Let $X(t)=\sin(\omega t)$, where $\omega$ is is uniformly distributed R.V. on $[0,2π]$. Let $X_n=X(n)$, is $\{X_n,n \geq 1\}$ a strictly stationary process?
I've calculated that the distribution function of $X_n$ is
$f_{X_n}(x)=\frac{1}{\pi\sqrt{1-x^2}}$.
Can anybody help me then?
The process is not stationary. For example, for every small $\varepsilon$, the event $[X_1\geqslant1-\varepsilon,|X_3|\leqslant\varepsilon]$ is empty while the event $[X_2\geqslant1-\varepsilon,|X_4|\leqslant\varepsilon]$ has positive probability.
To see this, note that $[X_1\geqslant1-\varepsilon]$ corresponds to $\omega$ close to $\frac\pi2$ and $[|X_3|\leqslant\varepsilon]$ corresponds to $\omega$ close to $n\frac\pi3$ for some integer $0\leqslant n\leqslant6$, hence $[X_1\geqslant1-\varepsilon]$ and $[|X_3|\leqslant\varepsilon]$ are not compatible when $\varepsilon$ is small, while $[X_2\geqslant1-\varepsilon,|X_4|\leqslant\varepsilon]$ is realized when $\omega$ is close to $\frac\pi4$.
A nice and simple argument as been provided by did.
Here we use the fact that if $(Y_n,n\geqslant 1)$ is a strictly stationary sequence, and $\varphi\colon\mathbb R^\infty\to\mathbb R^\infty$ is measurable, then $\varphi((Y_n,n\geqslant 1))$ is a strictly stationary sequence.

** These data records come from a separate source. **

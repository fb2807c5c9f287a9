//! Health Check Endpoints
//!
//! Provides Kubernetes-compatible health check endpoints:
//! - /health/ping - Simple liveness check
//! - /health/ready - Database and cache connectivity check
//! - /health/live - Process alive check
//!
//! The cache is an optimization, not a dependency: a dead cache degrades the
//! readiness report but never fails it. A dead database does.

use std::sync::Arc;

use axum::{extract::State, http::StatusCode, response::IntoResponse, routing::get, Json, Router};
use catalog_cache::CacheStore;
use serde::{Deserialize, Serialize};

use crate::state::AppState;
use crate::store::RecordStore;

// ============================================================================
// TYPES
// ============================================================================

/// Health check response
#[derive(Debug, Clone, Serialize, Deserialize)]
pub struct HealthResponse {
    pub status: HealthStatus,
    #[serde(skip_serializing_if = "Option::is_none")]
    pub message: Option<String>,
    #[serde(skip_serializing_if = "Option::is_none")]
    pub details: Option<HealthDetails>,
}

#[derive(Debug, Clone, Copy, PartialEq, Eq, Serialize, Deserialize)]
#[serde(rename_all = "lowercase")]
pub enum HealthStatus {
    Healthy,
    Unhealthy,
    Degraded,
}

#[derive(Debug, Clone, Serialize, Deserialize)]
pub struct HealthDetails {
    pub database: ComponentHealth,
    pub cache: ComponentHealth,
    pub version: String,
    pub uptime_seconds: u64,
}

#[derive(Debug, Clone, Serialize, Deserialize)]
pub struct ComponentHealth {
    pub status: HealthStatus,
    #[serde(skip_serializing_if = "Option::is_none")]
    pub latency_ms: Option<u64>,
    #[serde(skip_serializing_if = "Option::is_none")]
    pub error: Option<String>,
}

// ============================================================================
// HANDLERS
// ============================================================================

/// GET /health/ping - Simple pong response
pub async fn ping() -> impl IntoResponse {
    (StatusCode::OK, "pong")
}

/// GET /health/live - Process liveness check
pub async fn liveness() -> impl IntoResponse {
    let response = HealthResponse {
        status: HealthStatus::Healthy,
        message: Some("Process is alive".to_string()),
        details: None,
    };
    (StatusCode::OK, Json(response))
}

/// GET /health/ready - Readiness check (database and cache connectivity)
pub async fn readiness(
    State(store): State<Arc<dyn RecordStore>>,
    State(cache): State<Arc<dyn CacheStore>>,
    State(start_time): State<std::time::Instant>,
) -> impl IntoResponse {
    let db_health = check_database(store.as_ref()).await;
    let cache_health = check_cache(cache.as_ref()).await;

    let overall_status = if db_health.status != HealthStatus::Healthy {
        HealthStatus::Unhealthy
    } else if cache_health.status != HealthStatus::Healthy {
        HealthStatus::Degraded
    } else {
        HealthStatus::Healthy
    };

    let response = HealthResponse {
        status: overall_status,
        message: None,
        details: Some(HealthDetails {
            database: db_health,
            cache: cache_health,
            version: env!("CARGO_PKG_VERSION").to_string(),
            uptime_seconds: start_time.elapsed().as_secs(),
        }),
    };

    let status_code = if overall_status == HealthStatus::Unhealthy {
        StatusCode::SERVICE_UNAVAILABLE
    } else {
        StatusCode::OK
    };

    (status_code, Json(response))
}

async fn check_database(store: &dyn RecordStore) -> ComponentHealth {
    let start = std::time::Instant::now();
    match store.ping().await {
        Ok(()) => ComponentHealth {
            status: HealthStatus::Healthy,
            latency_ms: Some(start.elapsed().as_millis() as u64),
            error: None,
        },
        Err(e) => ComponentHealth {
            status: HealthStatus::Unhealthy,
            latency_ms: None,
            error: Some(format!("Database check failed: {}", e)),
        },
    }
}

async fn check_cache(cache: &dyn CacheStore) -> ComponentHealth {
    let start = std::time::Instant::now();
    match cache.ping().await {
        Ok(()) => ComponentHealth {
            status: HealthStatus::Healthy,
            latency_ms: Some(start.elapsed().as_millis() as u64),
            error: None,
        },
        Err(e) => ComponentHealth {
            status: HealthStatus::Unhealthy,
            latency_ms: None,
            error: Some(format!("Cache check failed: {}", e)),
        },
    }
}

// ============================================================================
// ROUTER
// ============================================================================

/// Create health check router (no auth required)
pub fn create_router() -> Router<AppState> {
    Router::new()
        .route("/ping", get(ping))
        .route("/live", get(liveness))
        .route("/ready", get(readiness))
}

We use this with $\varphi((x_n,n\geqslant 1))=(x_nx_{n+1},n\geqslant 1)$. If $(X(n),n\geqslant 1)$ like in the OP was stationary, so would be the sequence $(\sin(nU)\sin((n+1)U),n\geqslant 1)$, that is, the sequence $(\cos U-\cos((2n+1)U),n\geqslant 1)$. Using this times $\varphi((x_n,n\geqslant 1)):=(x_ 1,x_1+x_2,x_1+x_2+x_3,\dots)$, we would get the stationarity of $(y_n,n\geqslant 1)$ with $Y_n=\cos((2n-1)U)-\cos((2n+1)U)$. In this case, the random variables $$\sum_{j=1}^nY_j=1-\cos((2n+1)U)\quad \mbox{and}\quad \sum_{j=n+1}^{2n}Y_j=\cos((2n+1)U)-\cos((4n+1)U)$$ should have the same distribution. But the first one is non-negative and the second one takes negative values with a positive probability.